Supplied records Block Start

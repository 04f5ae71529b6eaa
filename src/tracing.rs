//! Tracing subscriber setup
//!
//! Console logging with an environment-driven filter. Set `RUST_LOG` to
//! override the default levels; set `CELLGRADER_LOG_JSON=1` for structured
//! JSON output when running behind a log collector.

use tracing_subscriber::{layer::SubscriberExt, util::SubscriberInitExt, EnvFilter};

/// Default filter when `RUST_LOG` is unset.
const DEFAULT_FILTER: &str = "info,cellgrader=debug";

/// Initialize the tracing subsystem.
///
/// Safe to call once at process start; later calls would panic on
/// double-initialization, so the binary is the only caller.
pub fn init_tracing() {
    let filter =
        EnvFilter::try_from_default_env().unwrap_or_else(|_| EnvFilter::new(DEFAULT_FILTER));

    let json = std::env::var("CELLGRADER_LOG_JSON").map(|v| v == "1").unwrap_or(false);

    if json {
        tracing_subscriber::registry()
            .with(filter)
            .with(tracing_subscriber::fmt::layer().json())
            .init();
    } else {
        tracing_subscriber::registry()
            .with(filter)
            .with(
                tracing_subscriber::fmt::layer()
                    .with_target(true)
                    .with_thread_ids(false)
                    .with_file(false)
                    .with_line_number(false),
            )
            .init();
    }

    tracing::info!(filter = DEFAULT_FILTER, "Tracing initialized");
}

Supplied records Block End

Determine which lines above include the word "false", and report those lines in full.

## Result for this exercise:
    let json = std::env::var("CELLGRADER_LOG_JSON").map(|v| v == "1").unwrap_or(false);
                    .with_thread_ids(false)
                    .with_file(false)
                    .with_line_number(false),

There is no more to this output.